Annual Contract Value (ACV)
Annual Contract Value (ACV) is The annualized revenue value of a customer contract, normalizing multi-year or monthly deals to a consistent yearly figure for pipeline and revenue analysis.
ACV normalizes deal sizes for consistent comparison. A $120K 2-year deal and a $5K/month deal both have a $60K ACV. This standardization is essential for pipeline reporting, quota setting, and compensation calculations.
ACV vs ARR vs TCV
- ACV (Annual Contract Value): Single deal, annualized. Used for individual deal analysis.
- ARR (Annual Recurring Revenue): Sum of all active ACVs. Company-level metric.
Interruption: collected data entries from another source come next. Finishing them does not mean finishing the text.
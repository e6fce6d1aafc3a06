//! Live lecture queries

use campus_common::db::models::LiveLecture;
use chrono::{DateTime, Utc};
use sqlx::SqlitePool;

const LIVE_COLUMNS: &str = "guid, course_id, instructor_id, topic, description, start_time, \
                            duration_minutes, meeting_id, is_active, recording_path, notes_path, \
                            ended_at";

#[allow(clippy::too_many_arguments)]
pub async fn create(
    pool: &SqlitePool,
    guid: &str,
    course_id: &str,
    instructor_id: &str,
    topic: &str,
    description: Option<&str>,
    start_time: DateTime<Utc>,
    duration_minutes: i64,
    meeting_id: &str,
) -> Result<(), sqlx::Error> {
    sqlx::query(
        "INSERT INTO live_lectures
            (guid, course_id, instructor_id, topic, description, start_time, duration_minutes, meeting_id, is_active)
         VALUES (?, ?, ?, ?, ?, ?, ?, ?, 1)",
    )
    .bind(guid)
    .bind(course_id)
    .bind(instructor_id)
    .bind(topic)
    .bind(description)
    .bind(start_time)
    .bind(duration_minutes)
    .bind(meeting_id)
    .execute(pool)
    .await?;

    Ok(())
}

pub async fn find_by_meeting(
    pool: &SqlitePool,
    meeting_id: &str,
) -> Result<Option<LiveLecture>, sqlx::Error> {
    sqlx::query_as(&format!(
        "SELECT {} FROM live_lectures WHERE meeting_id = ?",
        LIVE_COLUMNS
    ))
    .bind(meeting_id)
    .fetch_optional(pool)
    .await
}

/// Schedule for one course, earliest first
pub async fn for_course(
    pool: &SqlitePool,
    course_id: &str,
) -> Result<Vec<LiveLecture>, sqlx::Error> {
    sqlx::query_as(&format!(
        "SELECT {} FROM live_lectures WHERE course_id = ? ORDER BY start_time ASC",
        LIVE_COLUMNS
    ))
    .bind(course_id)
    .fetch_all(pool)
    .await
}

/// Every scheduled lecture (dashboard view), latest first
pub async fn all(pool: &SqlitePool) -> Result<Vec<LiveLecture>, sqlx::Error> {
    sqlx::query_as(&format!(
        "SELECT {} FROM live_lectures ORDER BY start_time DESC",
        LIVE_COLUMNS
    ))
    .fetch_all(pool)
    .await
}

pub async fn end(pool: &SqlitePool, meeting_id: &str) -> Result<u64, sqlx::Error> {
    let result = sqlx::query(
        "UPDATE live_lectures SET is_active = 0, ended_at = CURRENT_TIMESTAMP,
                updated_at = CURRENT_TIMESTAMP
         WHERE meeting_id = ? AND is_active = 1",
    )
    .bind(meeting_id)
    .execute(pool)
    .await?;

    Ok(result.rows_affected())
}

pub async fn set_recording(
    pool: &SqlitePool,
    meeting_id: &str,
    recording_path: &str,
) -> Result<(), sqlx::Error> {
    sqlx::query(
        "UPDATE live_lectures SET recording_path = ?, updated_at = CURRENT_TIMESTAMP
         WHERE meeting_id = ?",
    )
    .bind(recording_path)
    .bind(meeting_id)
    .execute(pool)
    .await?;

    Ok(())
}

pub async fn set_notes(
    pool: &SqlitePool,
    meeting_id: &str,
    notes_path: Option<&str>,
) -> Result<(), sqlx::Error> {
    sqlx::query(
        "UPDATE live_lectures SET notes_path = ?, updated_at = CURRENT_TIMESTAMP
         WHERE meeting_id = ?",
    )
    .bind(notes_path)
    .bind(meeting_id)
    .execute(pool)
    .await?;

    Ok(())
}
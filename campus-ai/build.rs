//! Build script for campus-ai
//!
//! Captures build identification information at compile time:
//! - Git commit hash (short form)
//! - Build timestamp
//! - Build profile (debug/release)

use std::process::Command;

fn main() {
    // Capture git commit hash (short form, 8 characters)
    let git_hash = Command::new("git")
        .args(["rev-parse", "--short=8", "HEAD"])
        .output()
        .ok()
        .and_then(|output| {
            if output.status.success() {
                String::from_utf8(output.stdout).ok()
            } else {
                None
            }
        })
        .map(|s| s.trim().to_string())
        .unwrap_or_else(|| "unknown".to_string());

    // Build timestamp in ISO 8601 format with local timezone
    let build_timestamp = chrono::Local::now().to_rfc3339_opts(chrono::SecondsFormat::Secs, false);

    let profile = std::env::var("PROFILE").unwrap_or_else(|_| "unknown".to_string());

    println!("cargo:rustc-env=GIT_HASH={}", git_hash);
    println!("cargo:rustc-env=BUILD_TIMESTAMP={}", build_timestamp);
    println!("cargo:rustc-env=BUILD_PROFILE={}", profile);

    // No rerun-if-changed directives: rerun every build so the timestamp and
    // git hash stay current.
}
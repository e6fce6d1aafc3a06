//! Server-Sent Events endpoint

use axum::extract::State;
use axum::response::sse::{Event, Sse};
use futures::stream::Stream;
use std::convert::Infallible;

use crate::AppState;

/// GET /api/events
///
/// Streams indexing progress events plus heartbeats.
pub async fn event_stream(
    State(state): State<AppState>,
) -> Sse<impl Stream<Item = Result<Event, Infallible>>> {
    campus_common::sse::create_event_sse_stream("campus-ai", &state.bus)
}
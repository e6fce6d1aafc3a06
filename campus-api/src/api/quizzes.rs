//! Quiz handlers and grading
//!
//! Grading happens server-side against the stored correct options; clients
//! only ever send selected option indexes.

use axum::extract::{Path, State};
use axum::{Extension, Json};
use chrono::Utc;
use serde::Deserialize;
use serde_json::{json, Value};
use uuid::Uuid;

use campus_common::db::models::QuizQuestion;
use campus_common::events::CampusEvent;
use campus_common::rank::quiz_xp;

use crate::api::auth::CurrentUser;
use crate::api::ApiError;
use crate::db;
use crate::db::quizzes::{GradedResponse, NewQuestion};
use crate::AppState;

#[derive(Debug, Deserialize)]
pub struct QuestionPayload {
    pub text: String,
    pub options: Vec<String>,
    pub correct_option: i64,
}

#[derive(Debug, Deserialize)]
pub struct CreateQuizRequest {
    pub title: String,
    pub course_id: String,
    pub lecture_id: String,
    pub questions: Vec<QuestionPayload>,
}

#[derive(Debug, Deserialize)]
pub struct UpdateQuizRequest {
    pub title: String,
    pub questions: Vec<QuestionPayload>,
}

#[derive(Debug, Deserialize)]
pub struct SubmitQuizRequest {
    /// Selected option index per question, in question order; -1 = skipped
    pub answers: Vec<i64>,
}

fn validate_questions(payload: &[QuestionPayload]) -> Result<Vec<NewQuestion>, ApiError> {
    if payload.is_empty() {
        return Err(ApiError::BadRequest("A quiz needs at least one question".to_string()));
    }

    payload
        .iter()
        .map(|q| {
            if q.text.trim().is_empty() {
                return Err(ApiError::BadRequest("Question text required".to_string()));
            }
            let options: [String; 4] = q
                .options
                .clone()
                .try_into()
                .map_err(|_| ApiError::BadRequest("Each question needs exactly 4 options".to_string()))?;
            if !(0..=3).contains(&q.correct_option) {
                return Err(ApiError::BadRequest("correct_option must be 0..=3".to_string()));
            }
            Ok(NewQuestion { text: q.text.clone(), options, correct_option: q.correct_option })
        })
        .collect()
}

/// POST /api/quiz
pub async fn create_quiz(
    State(state): State<AppState>,
    Extension(user): Extension<CurrentUser>,
    Json(req): Json<CreateQuizRequest>,
) -> Result<Json<Value>, ApiError> {
    if req.title.trim().is_empty() {
        return Err(ApiError::BadRequest("Quiz title required".to_string()));
    }
    let questions = validate_questions(&req.questions)?;

    let course = db::courses::find(&state.db, &req.course_id)
        .await?
        .ok_or_else(|| ApiError::not_found("Course"))?;

    let lecture = db::lectures::find(&state.db, &req.lecture_id)
        .await?
        .ok_or_else(|| ApiError::not_found("Lecture"))?;
    if lecture.course_id != course.guid {
        return Err(ApiError::BadRequest("Lecture does not belong to this course".to_string()));
    }

    if db::quizzes::by_lecture(&state.db, &req.lecture_id).await?.is_some() {
        return Err(ApiError::Conflict("Quiz already exists for this lecture".to_string()));
    }

    let guid = Uuid::new_v4().to_string();
    db::quizzes::create(
        &state.db,
        &guid,
        &req.course_id,
        &req.lecture_id,
        req.title.trim(),
        &user.id,
        &questions,
    )
    .await?;

    let quiz = db::quizzes::find(&state.db, &guid)
        .await?
        .ok_or_else(|| ApiError::not_found("Quiz"))?;

    Ok(Json(json!({ "quiz": quiz })))
}

/// GET /api/quiz/lecture/:lecture_id
///
/// Students get the questions without correct options; the quiz creator
/// also gets the answer key.
pub async fn get_quiz_by_lecture(
    State(state): State<AppState>,
    Extension(user): Extension<CurrentUser>,
    Path(lecture_id): Path<String>,
) -> Result<Json<Value>, ApiError> {
    let quiz = db::quizzes::by_lecture(&state.db, &lecture_id)
        .await?
        .ok_or_else(|| ApiError::not_found("Quiz"))?;

    let questions = db::quizzes::questions(&state.db, &quiz.guid).await?;
    let include_answers = quiz.created_by == user.id;

    let questions: Vec<Value> = questions
        .iter()
        .map(|q| {
            let mut item = json!({
                "guid": q.guid,
                "position": q.position,
                "text": q.text,
                "options": [q.option_a, q.option_b, q.option_c, q.option_d],
            });
            if include_answers {
                item["correct_option"] = json!(q.correct_option);
            }
            item
        })
        .collect();

    Ok(Json(json!({ "quiz": quiz, "questions": questions })))
}

/// PUT /api/quiz/:quiz_id
pub async fn update_quiz(
    State(state): State<AppState>,
    Extension(user): Extension<CurrentUser>,
    Path(quiz_id): Path<String>,
    Json(req): Json<UpdateQuizRequest>,
) -> Result<Json<Value>, ApiError> {
    let quiz = db::quizzes::find(&state.db, &quiz_id)
        .await?
        .ok_or_else(|| ApiError::not_found("Quiz"))?;
    if quiz.created_by != user.id {
        return Err(ApiError::Forbidden("Only the quiz creator can edit it".to_string()));
    }

    if req.title.trim().is_empty() {
        return Err(ApiError::BadRequest("Quiz title required".to_string()));
    }
    let questions = validate_questions(&req.questions)?;

    db::quizzes::replace(&state.db, &quiz_id, req.title.trim(), &questions).await?;

    let updated = db::quizzes::find(&state.db, &quiz_id)
        .await?
        .ok_or_else(|| ApiError::not_found("Quiz"))?;

    Ok(Json(json!({ "quiz": updated })))
}

/// DELETE /api/quiz/:quiz_id
pub async fn delete_quiz(
    State(state): State<AppState>,
    Extension(user): Extension<CurrentUser>,
    Path(quiz_id): Path<String>,
) -> Result<Json<Value>, ApiError> {
    let quiz = db::quizzes::find(&state.db, &quiz_id)
        .await?
        .ok_or_else(|| ApiError::not_found("Quiz"))?;
    if quiz.created_by != user.id {
        return Err(ApiError::Forbidden("Only the quiz creator can delete it".to_string()));
    }

    db::quizzes::delete(&state.db, &quiz_id).await?;
    Ok(Json(json!({ "message": "Quiz deleted" })))
}

/// POST /api/quiz/:quiz_id/submit
pub async fn submit_quiz(
    State(state): State<AppState>,
    Extension(user): Extension<CurrentUser>,
    Path(quiz_id): Path<String>,
    Json(req): Json<SubmitQuizRequest>,
) -> Result<Json<Value>, ApiError> {
    let quiz = db::quizzes::find(&state.db, &quiz_id)
        .await?
        .ok_or_else(|| ApiError::not_found("Quiz"))?;

    let questions = db::quizzes::questions(&state.db, &quiz_id).await?;
    if req.answers.len() != questions.len() {
        return Err(ApiError::BadRequest(format!(
            "Expected {} answers, got {}",
            questions.len(),
            req.answers.len()
        )));
    }

    let graded = grade(&questions, &req.answers);

    let result_guid = Uuid::new_v4().to_string();
    db::quizzes::record_submission(
        &state.db,
        &result_guid,
        &quiz_id,
        &user.id,
        graded.score,
        questions.len() as i64,
        graded.percentage,
        &graded.responses,
    )
    .await?;

    // XP scales with the graded percentage
    let factor: f64 = campus_common::db::get_setting_or(&state.db, "xp_quiz_factor", "0.5")
        .await?
        .parse()
        .unwrap_or(0.5);
    db::users::add_xp(&state.db, &user.id, quiz_xp(graded.percentage, factor)).await?;

    state.bus.emit(CampusEvent::QuizSubmitted {
        quiz_id: quiz_id.clone(),
        user_id: user.id.clone(),
        percentage: graded.percentage,
        timestamp: Utc::now(),
    });

    Ok(Json(json!({
        "result_id": result_guid,
        "score": graded.score,
        "total_questions": questions.len(),
        "percentage": graded.percentage,
        "responses": graded.responses,
    })))
}

/// GET /api/quiz/:quiz_id/attempt
pub async fn get_attempt(
    State(state): State<AppState>,
    Extension(user): Extension<CurrentUser>,
    Path(quiz_id): Path<String>,
) -> Result<Json<Value>, ApiError> {
    let result = db::quizzes::latest_attempt(&state.db, &quiz_id, &user.id)
        .await?
        .ok_or_else(|| ApiError::not_found("Attempt"))?;

    let responses = db::quizzes::responses_for_result(&state.db, &result.guid).await?;

    Ok(Json(json!({ "result": result, "responses": responses })))
}

/// GET /api/quiz/course/:course_id
///
/// Quizzes of a course with their aggregate statistics.
pub async fn course_quizzes(
    State(state): State<AppState>,
    Path(course_id): Path<String>,
) -> Result<Json<Value>, ApiError> {
    let quizzes = db::quizzes::for_course(&state.db, &course_id).await?;

    let entries: Vec<Value> = quizzes
        .iter()
        .map(|q| {
            let average = if q.total_attempts > 0 {
                Some(q.total_score_sum / q.total_attempts as f64)
            } else {
                None
            };
            json!({
                "quiz": q,
                "attempts": q.total_attempts,
                "average_percentage": average,
                "highest_score": q.highest_score,
            })
        })
        .collect();

    Ok(Json(json!({ "quizzes": entries })))
}

/// GET /api/quiz/user/analytics
///
/// The caller's performance across all quizzes.
pub async fn student_performance(
    State(state): State<AppState>,
    Extension(user): Extension<CurrentUser>,
) -> Result<Json<Value>, ApiError> {
    let attempts = db::quizzes::attempts_for_user(&state.db, &user.id).await?;

    let total = attempts.len();
    let average = if total > 0 {
        Some(attempts.iter().map(|a| a.percentage).sum::<f64>() / total as f64)
    } else {
        None
    };
    let best = attempts.iter().map(|a| a.percentage).fold(None, |acc: Option<f64>, p| {
        Some(acc.map_or(p, |b| b.max(p)))
    });

    Ok(Json(json!({
        "total_attempts": total,
        "average_percentage": average,
        "best_percentage": best,
        "attempts": attempts,
    })))
}

// ========================================
// Grading
// ========================================

struct GradedSubmission {
    score: i64,
    percentage: f64,
    responses: Vec<GradedResponse>,
}

/// Grade answers against the stored questions.
///
/// `percentage = round(correct / total * 100, 2)` — two decimals, matching
/// the documented API contract.
fn grade(questions: &[QuizQuestion], answers: &[i64]) -> GradedSubmission {
    let mut score = 0i64;
    let mut responses = Vec::with_capacity(questions.len());

    for (question, &selected) in questions.iter().zip(answers) {
        let is_correct = selected == question.correct_option;
        if is_correct {
            score += 1;
        }
        responses.push(GradedResponse {
            question_id: question.guid.clone(),
            selected_option: selected.clamp(-1, 3),
            correct_option: question.correct_option,
            is_correct,
        });
    }

    let percentage = if questions.is_empty() {
        0.0
    } else {
        round2(score as f64 / questions.len() as f64 * 100.0)
    };

    GradedSubmission { score, percentage, responses }
}

fn round2(value: f64) -> f64 {
    (value * 100.0).round() / 100.0
}

#[cfg(test)]
mod tests {
    use super::*;

    fn question(guid: &str, correct: i64) -> QuizQuestion {
        QuizQuestion {
            guid: guid.to_string(),
            quiz_id: "quiz".to_string(),
            position: 0,
            text: "?".to_string(),
            option_a: "a".to_string(),
            option_b: "b".to_string(),
            option_c: "c".to_string(),
            option_d: "d".to_string(),
            correct_option: correct,
        }
    }

    #[test]
    fn test_all_correct() {
        let questions = vec![question("q1", 0), question("q2", 3)];
        let graded = grade(&questions, &[0, 3]);
        assert_eq!(graded.score, 2);
        assert_eq!(graded.percentage, 100.0);
        assert!(graded.responses.iter().all(|r| r.is_correct));
    }

    #[test]
    fn test_partial_score_rounds_to_two_decimals() {
        let questions = vec![question("q1", 0), question("q2", 1), question("q3", 2)];
        // 2 of 3 correct = 66.666... -> 66.67
        let graded = grade(&questions, &[0, 1, 0]);
        assert_eq!(graded.score, 2);
        assert_eq!(graded.percentage, 66.67);
    }

    #[test]
    fn test_one_of_three() {
        let questions = vec![question("q1", 0), question("q2", 1), question("q3", 2)];
        // 1 of 3 correct = 33.333... -> 33.33
        let graded = grade(&questions, &[0, 0, 0]);
        assert_eq!(graded.score, 1);
        assert_eq!(graded.percentage, 33.33);
    }

    #[test]
    fn test_skipped_answers_marked_wrong() {
        let questions = vec![question("q1", 2)];
        let graded = grade(&questions, &[-1]);
        assert_eq!(graded.score, 0);
        assert_eq!(graded.percentage, 0.0);
        assert_eq!(graded.responses[0].selected_option, -1);
        assert!(!graded.responses[0].is_correct);
    }

    #[test]
    fn test_out_of_range_answer_clamped_and_wrong() {
        let questions = vec![question("q1", 1)];
        let graded = grade(&questions, &[9]);
        assert!(!graded.responses[0].is_correct);
        assert_eq!(graded.responses[0].selected_option, 3);
    }
}
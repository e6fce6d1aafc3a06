//! Attention tracking state
//!
//! Per-session counters deciding when lecture playback should pause or
//! resume. A run of low-attention frames triggers a pause; after a pause, a
//! run of high-attention frames resumes. Scores between the two thresholds
//! reset both runs.

use std::collections::HashMap;
use std::sync::{Arc, Mutex};

/// Playback action the client should take after a frame
#[derive(Debug, Clone, Copy, PartialEq, Eq)]
pub enum PlaybackAction {
    None,
    Pause,
    Resume,
}

impl PlaybackAction {
    pub fn as_str(&self) -> &'static str {
        match self {
            PlaybackAction::None => "none",
            PlaybackAction::Pause => "pause",
            PlaybackAction::Resume => "resume",
        }
    }
}

/// Threshold configuration, loaded from the settings table
#[derive(Debug, Clone, Copy)]
pub struct AttentionThresholds {
    /// Scores strictly below this count toward a pause
    pub low: f64,
    /// Scores strictly above this count toward a resume
    pub high: f64,
    /// Consecutive low scores that trigger a pause
    pub low_trigger: u32,
    /// Consecutive high scores that trigger a resume (only while paused)
    pub high_trigger: u32,
}

impl Default for AttentionThresholds {
    fn default() -> Self {
        Self { low: 40.0, high: 60.0, low_trigger: 3, high_trigger: 2 }
    }
}

/// Counter state machine for one tracking session
#[derive(Debug, Default)]
pub struct AttentionTracker {
    low_count: u32,
    high_count: u32,
    paused: bool,
}

impl AttentionTracker {
    /// Feed one score, returning the playback action it produced
    pub fn observe(&mut self, score: f64, thresholds: &AttentionThresholds) -> PlaybackAction {
        if score < thresholds.low {
            self.low_count += 1;
            self.high_count = 0;
        } else if score > thresholds.high {
            self.high_count += 1;
            self.low_count = 0;
        } else {
            // Middle band: neither run survives
            self.low_count = 0;
            self.high_count = 0;
        }

        if !self.paused && self.low_count >= thresholds.low_trigger {
            self.paused = true;
            self.low_count = 0;
            return PlaybackAction::Pause;
        }

        if self.paused && self.high_count >= thresholds.high_trigger {
            self.paused = false;
            self.high_count = 0;
            return PlaybackAction::Resume;
        }

        PlaybackAction::None
    }

    pub fn is_paused(&self) -> bool {
        self.paused
    }
}

#[derive(Default)]
struct SessionState {
    tracker: AttentionTracker,
    /// Frame upload currently in flight for this session
    busy: bool,
}

/// In-process registry of active attention sessions.
///
/// Holds the tracker counters and the per-session busy flag that drops
/// overlapping frame uploads instead of queueing them.
#[derive(Clone, Default)]
pub struct AttentionSessions {
    inner: Arc<Mutex<HashMap<String, SessionState>>>,
}

impl AttentionSessions {
    /// Register a session; replaces any stale state from a reused id
    pub fn start(&self, session_id: &str) {
        let mut map = self.inner.lock().expect("attention sessions lock");
        map.insert(session_id.to_string(), SessionState::default());
    }

    /// Try to claim the in-flight slot for a session.
    ///
    /// Returns false when the session is unknown or a frame is already being
    /// processed; the caller then drops the frame.
    pub fn try_begin_frame(&self, session_id: &str) -> bool {
        let mut map = self.inner.lock().expect("attention sessions lock");
        match map.get_mut(session_id) {
            Some(state) if !state.busy => {
                state.busy = true;
                true
            }
            _ => false,
        }
    }

    /// Feed a score to the session tracker and release the in-flight slot
    pub fn finish_frame(
        &self,
        session_id: &str,
        score: Option<f64>,
        thresholds: &AttentionThresholds,
    ) -> PlaybackAction {
        let mut map = self.inner.lock().expect("attention sessions lock");
        match map.get_mut(session_id) {
            Some(state) => {
                state.busy = false;
                match score {
                    Some(score) => state.tracker.observe(score, thresholds),
                    None => PlaybackAction::None,
                }
            }
            None => PlaybackAction::None,
        }
    }

    /// Drop a session's in-memory state
    pub fn end(&self, session_id: &str) {
        let mut map = self.inner.lock().expect("attention sessions lock");
        map.remove(session_id);
    }

    pub fn is_active(&self, session_id: &str) -> bool {
        let map = self.inner.lock().expect("attention sessions lock");
        map.contains_key(session_id)
    }
}

#[cfg(test)]
mod tests {
    use super::*;

    fn thresholds() -> AttentionThresholds {
        AttentionThresholds { low: 40.0, high: 60.0, low_trigger: 3, high_trigger: 2 }
    }

    #[test]
    fn test_pause_after_low_run() {
        let mut tracker = AttentionTracker::default();
        let t = thresholds();

        assert_eq!(tracker.observe(20.0, &t), PlaybackAction::None);
        assert_eq!(tracker.observe(30.0, &t), PlaybackAction::None);
        assert_eq!(tracker.observe(10.0, &t), PlaybackAction::Pause);
        assert!(tracker.is_paused());
    }

    #[test]
    fn test_high_frame_breaks_low_run() {
        let mut tracker = AttentionTracker::default();
        let t = thresholds();

        tracker.observe(20.0, &t);
        tracker.observe(20.0, &t);
        // Attention recovered; the run restarts
        tracker.observe(80.0, &t);
        assert_eq!(tracker.observe(20.0, &t), PlaybackAction::None);
        assert_eq!(tracker.observe(20.0, &t), PlaybackAction::None);
        assert_eq!(tracker.observe(20.0, &t), PlaybackAction::Pause);
    }

    #[test]
    fn test_resume_after_high_run_while_paused() {
        let mut tracker = AttentionTracker::default();
        let t = thresholds();

        for _ in 0..3 {
            tracker.observe(10.0, &t);
        }
        assert!(tracker.is_paused());

        assert_eq!(tracker.observe(90.0, &t), PlaybackAction::None);
        assert_eq!(tracker.observe(90.0, &t), PlaybackAction::Resume);
        assert!(!tracker.is_paused());
    }

    #[test]
    fn test_high_run_without_pause_does_nothing() {
        let mut tracker = AttentionTracker::default();
        let t = thresholds();

        for _ in 0..10 {
            assert_eq!(tracker.observe(95.0, &t), PlaybackAction::None);
        }
        assert!(!tracker.is_paused());
    }

    #[test]
    fn test_middle_band_resets_runs() {
        let mut tracker = AttentionTracker::default();
        let t = thresholds();

        tracker.observe(10.0, &t);
        tracker.observe(10.0, &t);
        tracker.observe(50.0, &t); // between thresholds
        assert_eq!(tracker.observe(10.0, &t), PlaybackAction::None);
        assert_eq!(tracker.observe(10.0, &t), PlaybackAction::None);
        assert_eq!(tracker.observe(10.0, &t), PlaybackAction::Pause);
    }

    #[test]
    fn test_busy_flag_drops_overlapping_frames() {
        let sessions = AttentionSessions::default();
        sessions.start("s1");

        assert!(sessions.try_begin_frame("s1"));
        // A second frame while the first is in flight is dropped
        assert!(!sessions.try_begin_frame("s1"));

        sessions.finish_frame("s1", Some(80.0), &thresholds());
        assert!(sessions.try_begin_frame("s1"));
    }

    #[test]
    fn test_unknown_session_rejected() {
        let sessions = AttentionSessions::default();
        assert!(!sessions.try_begin_frame("nope"));
    }
}
//! Notes indexing endpoint

use axum::extract::{Path, State};
use axum::Json;
use serde_json::{json, Value};
use tracing::info;

use crate::api::ApiError;
use crate::indexer::{index_lecture, IndexError};
use crate::AppState;

/// POST /api/ai/index/:lecture_id
///
/// Re-indexes a lecture's notes. Called by campus-api after a notes upload;
/// safe to call repeatedly.
pub async fn index_lecture_notes(
    State(state): State<AppState>,
    Path(lecture_id): Path<String>,
) -> Result<Json<Value>, ApiError> {
    let chunk_count = index_lecture(&state, &lecture_id).await.map_err(|e| match e {
        IndexError::LectureNotFound => ApiError::NotFound("Lecture not found".to_string()),
        IndexError::NoNotes => ApiError::BadRequest("Lecture has no notes".to_string()),
        IndexError::Extraction(msg) | IndexError::Embedding(msg) => ApiError::Upstream(msg),
        IndexError::Database(msg) => ApiError::Database(msg),
    })?;

    info!("Indexed lecture {}: {} chunks", lecture_id, chunk_count);
    Ok(Json(json!({ "lecture_id": lecture_id, "chunks": chunk_count })))
}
- TCV (Total Contract Value): Full contract amount including multi-year terms. $120K for that 2-year deal.
Why RevOps Cares
ACV drives territory design (equal opportunity distribution), quota setting (realistic targets), compensation (commission rates often vary by ACV band), and forecasting (weighted pipeline calculations). Getting ACV calculation wrong cascades through every downstream metric.
Track ACV trends over time — rising ACV with stable win rates indicates a successful upmarket motion. See RevOps KPIs for how ACV fits into the broader metrics framework.
Frequently Asked Questions
How do you calculate ACV?
ACV = Total Contract Value ÷ Contract Length in Years. For month-to-month deals, ACV = Monthly Recurring Revenue × 12.